According to Transparency Market Research, the global footwear market is expected to be worth $211.5 billion by 2018, growing at a compound annual growth rate of 1.9% from 2011 to 2018. The Asia Pacific region is expected to account for 30.1% of this market, followed by Europe. This growth will be fueled by demand for innovative designs, growing awareness about health and an active lifestyle, a rising population, and spreading of the retail culture.

While Crocs (NASDAQ:CROX), known mainly for its brightly colored clogs, has had a bumpy ride in 2013, its competitors -- Deckers Outdoor (NYSE:DECK) and Steven Madden (NASDAQ:SHOO) -- have done comparatively better. Let's see if Crocs can turn around and if it is well positioned to grow in the Asian market.

Unimpressive performance
Crocs' third quarter was a challenging one in the U.S. and Japan. Comparable-store sales, or comps, in the Americas fell by 8.3%, with Japan falling by 16.3%, wiping off all the gains in other regions and taking the overall comps down by 4.2% in the quarter. Even Internet sales in these regions declined in the double digits, resulting in a 4.8 % year-over-year decline on a consolidated basis. As a result of this, revenue fell 2.4% year over year and there was a 70% drop in net income. Net income nosedived because of costs associated with expanding the retail network, as expenses rose considerably.

The silver lining
However, there were few positive takeaways in the quarter.

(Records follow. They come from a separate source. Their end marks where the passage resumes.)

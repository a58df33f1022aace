//! Step 1 of the form: "have we seen this email before?"

use axum::{Json, extract::State, extract::rejection::JsonRejection};
use serde::{Deserialize, Serialize};
use ws_core::match_by_email_only;

use super::{lookup_workshop, non_blank};
use crate::AppState;
use crate::error::{ApiError, ApiResult};

#[derive(Debug, Deserialize)]
#[serde(rename_all = "camelCase")]
pub struct CheckMemberRequest {
    #[serde(default)]
    pub email: Option<String>,
    #[serde(default)]
    pub workshop_slug: Option<String>,
}

#[derive(Debug, Serialize)]
#[serde(rename_all = "camelCase")]
pub struct CheckMemberResponse {
    pub is_member: bool,
    pub message: String,
}

/// Greeting for a recognized member, naming the club when one is set.
fn member_greeting(brand: &str) -> String {
    match brand.trim() {
        "" => String::from("Bun venit înapoi! Ești membru."),
        brand => format!("Bun venit înapoi! Ești membru {brand}."),
    }
}

/// POST /api/check-member
pub async fn check_member(
    State(state): State<AppState>,
    body: Result<Json<CheckMemberRequest>, JsonRejection>,
) -> ApiResult<Json<CheckMemberResponse>> {
    let Json(request) = body?;

    let email = non_blank(request.email.as_deref())
        .ok_or_else(|| ApiError::BadRequest("Email este necesar".into()))?;
    let slug = non_blank(request.workshop_slug.as_deref())
        .ok_or_else(|| ApiError::BadRequest("Workshop slug este necesar".into()))?;
    let workshop = lookup_workshop(&state, slug)?;

    let roster = state
        .workbook
        .roster(&workshop.sheet_id)
        .await
        .map_err(|e| {
            tracing::error!(slug, error = %e, "failed to load roster");
            ApiError::Internal(
                "Eroare la verificarea statusului de membru. Încearcă din nou.".into(),
            )
        })?;

    let result = match_by_email_only(email, &roster);
    tracing::info!(slug, is_member = result.is_member, "member check");

    Ok(Json(CheckMemberResponse {
        is_member: result.is_member,
        message: if result.is_member {
            member_greeting(&state.config.server.brand)
        } else {
            String::from("Bun venit! Continuă cu înregistrarea.")
        },
    }))
}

Crocs performed well in the Asia Pacific and European regions, which are projected to be the two largest footwear markets by 2018. The European segment registered all around growth with wholesale growing 21%, retail 65%, and Internet revenue rising 35%. The story was equally refreshing in the Asia Pacific segment, with comps rising 9% and Internet sales climbing 26%. Though these numbers are from a far smaller base than the Americas and Japan, they are a silver lining.

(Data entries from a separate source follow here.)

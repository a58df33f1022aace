//! Spreadsheet adapter error types.

use thiserror::Error;

/// Marker Google puts in the message when a range names an absent tab.
const UNPARSABLE_RANGE: &str = "Unable to parse range";

/// Errors that can occur when reading or writing spreadsheets.
#[derive(Debug, Error)]
pub enum SheetsError {
    /// HTTP transport error.
    #[error("HTTP error: {0}")]
    Http(#[from] reqwest::Error),

    /// The Sheets API returned a non-success status code.
    #[error("API error ({status}): {message}")]
    Api {
        /// HTTP status code returned by the API.
        status: u16,
        /// Error message or response body.
        message: String,
    },

    /// The API returned a 429 Too Many Requests response.
    #[error("rate limited, retry after {retry_after_secs}s")]
    RateLimited {
        /// Seconds to wait before retrying.
        retry_after_secs: u64,
    },

    /// Could not obtain an access token for the service account.
    #[error("authentication failed: {0}")]
    Auth(String),

    /// A response or range could not be parsed.
    #[error("parse error: {0}")]
    Parse(String),

    /// The addressed tab does not exist in the spreadsheet.
    #[error("sheet '{0}' does not exist")]
    SheetMissing(String),

    /// None of the accepted tab names exist.
    #[error("{kind} sheet not found (tried {})", .tried.join(", "))]
    SheetNotFound {
        /// What the tab holds (`settings`, `roster`, ...).
        kind: &'static str,
        /// Names tried, in order.
        tried: Vec<String>,
    },
}

impl SheetsError {
    /// Whether the error means "no tab with this name", as opposed to a
    /// transport or permission failure.
    ///
    /// Google answers a range on a missing tab with `400 Unable to parse range`.
    /// Any other 400, and a 404 for a missing or mistyped spreadsheet id,
    /// is a real failure.
    #[must_use]
    pub fn is_missing_sheet(&self) -> bool {
        match self {
            Self::SheetMissing(_) => true,
            Self::Api { status: 400, message } => message.contains(UNPARSABLE_RANGE),
            _ => false,
        }
    }

    /// Whether retrying the same request may succeed.
    #[must_use]
    pub fn is_transient(&self) -> bool {
        match self {
            Self::Http(e) => e.is_timeout() || e.is_connect() || e.is_request(),
            Self::RateLimited { .. } => true,
            Self::Api { status, .. } => *status >= 500,
            _ => false,
        }
    }
}
//! Final step: decide the price, save the registration, notify.

use axum::{Json, extract::State, extract::rejection::JsonRejection};
use chrono::Utc;
use serde::{Deserialize, Serialize};
use ws_core::{MatchRule, PriceTier, RegistrationForm, RegistrationRow, match_member};
use ws_notify::WebhookPayload;

use super::{lookup_workshop, non_blank};
use crate::AppState;
use crate::error::{ApiError, ApiResult};

const PROCESSING_FAILED: &str = "Eroare la procesarea înregistrării. Te rugăm să încerci din nou.";

#[derive(Debug, Deserialize)]
#[serde(rename_all = "camelCase")]
pub struct SubmitRequest {
    #[serde(default)]
    pub workshop_slug: Option<String>,
    #[serde(default)]
    pub form_data: Option<RegistrationForm>,
}

#[derive(Debug, Serialize)]
#[serde(rename_all = "camelCase")]
pub struct SubmitResponse {
    pub success: bool,
    pub payment_link: String,
    pub is_member: bool,
    pub message: &'static str,
}

/// POST /api/submit-registration
pub async fn submit_registration(
    State(state): State<AppState>,
    body: Result<Json<SubmitRequest>, JsonRejection>,
) -> ApiResult<Json<SubmitResponse>> {
    let Json(request) = body?;

    let (Some(slug), Some(form)) = (
        non_blank(request.workshop_slug.as_deref()),
        request.form_data.as_ref(),
    ) else {
        return Err(ApiError::BadRequest("Date incomplete".into()));
    };
    let workshop = lookup_workshop(&state, slug)?;

    form.validate().map_err(|e| {
        tracing::info!(slug, error = %e, "invalid registration form");
        ApiError::BadRequest(format!("Date invalide: {e}"))
    })?;

    let roster = state
        .workbook
        .roster(&workshop.sheet_id)
        .await
        .map_err(|e| {
            tracing::error!(slug, error = %e, "failed to load roster");
            ApiError::Internal(PROCESSING_FAILED.into())
        })?;

    let result = match_member(&form.submission(), &roster);
    let tier = PriceTier::from_is_member(result.is_member);
    tracing::info!(
        slug,
        is_member = result.is_member,
        matched_by = result.matched_by.map(MatchRule::as_str),
        "member match"
    );

    let row = RegistrationRow::new(workshop.name.as_str(), form, result.is_member, Utc::now());
    state
        .workbook
        .append_registration(&workshop.sheet_id, &row)
        .await
        .map_err(|e| {
            tracing::error!(slug, error = %e, "failed to save registration");
            ApiError::Internal(PROCESSING_FAILED.into())
        })?;

    if let Err(e) = state
        .notifier
        .notify(&workshop.webhook_url, WebhookPayload::from(&row))
    {
        tracing::warn!(slug, error = %e, "webhook notification dropped");
    }

    Ok(Json(SubmitResponse {
        success: true,
        payment_link: workshop.payment_link(tier).to_string(),
        is_member: result.is_member,
        message: "Înregistrare finalizată cu succes!",
    }))
}
//! Cross-cutting error types for wsreg.
//!
//! The matcher itself never fails. These errors come from validating what a
//! registrant submitted before it is persisted. Adapter crates define their own
//! error enums (`SheetsError`, `NotifyError`); they converge in `ws-server`.

use thiserror::Error;

#[derive(Debug, Error, PartialEq, Eq)]
pub enum CoreError {
    /// A required form field is missing or blank.
    #[error("missing required field: {field}")]
    MissingField { field: &'static str },

    /// A form field is present but unusable.
    #[error("invalid value for '{field}': {reason}")]
    InvalidField { field: &'static str, reason: String },

    /// Processing personal data requires explicit consent.
    #[error("GDPR consent is required")]
    ConsentRequired,
}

The strong but less-profitable global growth in Crocs' store base wasn't keeping investors happy, as expanding the retail network was also eating into the profits. For example, with nearly 600 retail stores worldwide, its revenue is less than that of Steven Madden with just 117 stores as shown in the chart below, although Madden is heavily skewed toward wholesale.

CROX Revenue (TTM) Chart

Crocs revenue (trailing-12 months) data by YCharts

However, recently there have been a few good developments that have kept Mr. Market happy. Crocs' CEO will be retiring, and the new executive should bring a new direction to the company. In addition, Crocs also announced that The Blackstone Group would become a major shareholder by investing $200 million. This impressed Mr. Market, and the shares rallied by 14% in early trading after the announcement.

What are peers up to?
Steven Madden's business model is more wholesale-centric, and the company has transformed itself during the last 10 years. The revenue growth trajectory as shown in the chart bears testimony to that fact. In the third quarter, consolidated net sales increased 10.6% to $394.8 million, and net income grew 16.1% to $44 million, or $0.60 per diluted share.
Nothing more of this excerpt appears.